• **RECORDS**:
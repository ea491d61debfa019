//! Build and process metadata
//!
//! Captured once at startup and handed to whatever needs to report it.

use chrono::{DateTime, Utc};
use serde::Serialize;

use crate::output::OutputMode;

/// Version details of the running binary
#[derive(Debug, Clone, Copy, PartialEq, Eq, Serialize)]
pub struct BuildInfo {
    /// Package version
    pub version: &'static str,
    /// Source revision, when provided at build time
    pub revision: Option<&'static str>,
    /// When this process started
    pub started_at: DateTime<Utc>,
}

impl BuildInfo {
    /// Build info for the current binary, stamped with the current time
    #[must_use]
    pub fn current() -> Self {
        Self {
            version: crate::VERSION,
            revision: option_env!("PR_SIZE_LABELER_REVISION"),
            started_at: Utc::now(),
        }
    }

    /// `User-Agent` header value for API requests
    #[must_use]
    pub fn user_agent(&self) -> String {
        format!("pr-size-labeler/{}", self.version)
    }

    /// Render build info based on output mode
    pub fn render(&self, mode: OutputMode) {
        match mode {
            OutputMode::Human => println!("pr-size-labeler\n{self}"),
            OutputMode::Json => {
                println!("{}", serde_json::to_string_pretty(self).unwrap_or_default());
            },
        }
    }
}

impl std::fmt::Display for BuildInfo {
    fn fmt(&self, f: &mut std::fmt::Formatter<'_>) -> std::fmt::Result {
        writeln!(f, "Version: {} {}", self.revision.unwrap_or("unknown"), self.version)?;
        write!(f, "Started: {}", self.started_at.format("%Y-%m-%d"))
    }
}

• **WORK ORDER**: Transcribe all of the entries without altering anything.

• **WRITTEN SOLUTION**:
repository ea491d61debfa019
//! Build and process metadata
//!
//! Captured once at startup and handed to whatever needs to report it.

use chrono::{DateTime, Utc};
use serde::Serialize;

use crate::output::OutputMode;

/// Version details of the running binary
#[derive(Debug, Clone, Copy, PartialEq, Eq, Serialize)]
pub struct BuildInfo {
    /// Package version
    pub version: &'static str,
    /// Source revision, when provided at build time
    pub revision: Option<&'static str>,
    /// When this process started
    pub started_at: DateTime<Utc>,
}

impl BuildInfo {
    /// Build info for the current binary, stamped with the current time
    #[must_use]
    pub fn current() -> Self {
        Self {
            version: crate::VERSION,
            revision: option_env!("PR_SIZE_LABELER_REVISION"),
            started_at: Utc::now(),
        }
    }

    /// `User-Agent` header value for API requests
    #[must_use]
    pub fn user_agent(&self) -> String {
        format!("pr-size-labeler/{}", self.version)
    }

    /// Render build info based on output mode
    pub fn render(&self, mode: OutputMode) {
        match mode {
            OutputMode::Human => println!("pr-size-labeler\n{self}"),
            OutputMode::Json => {
                println!("{}", serde_json::to_string_pretty(self).unwrap_or_default());
            },
        }
    }
}

impl std::fmt::Display for BuildInfo {
    fn fmt(&self, f: &mut std::fmt::Formatter<'_>) -> std::fmt::Result {
        writeln!(f, "Version: {} {}", self.revision.unwrap_or("unknown"), self.version)?;
        write!(f, "Started: {}", self.started_at.format("%Y-%m-%d"))
    }
}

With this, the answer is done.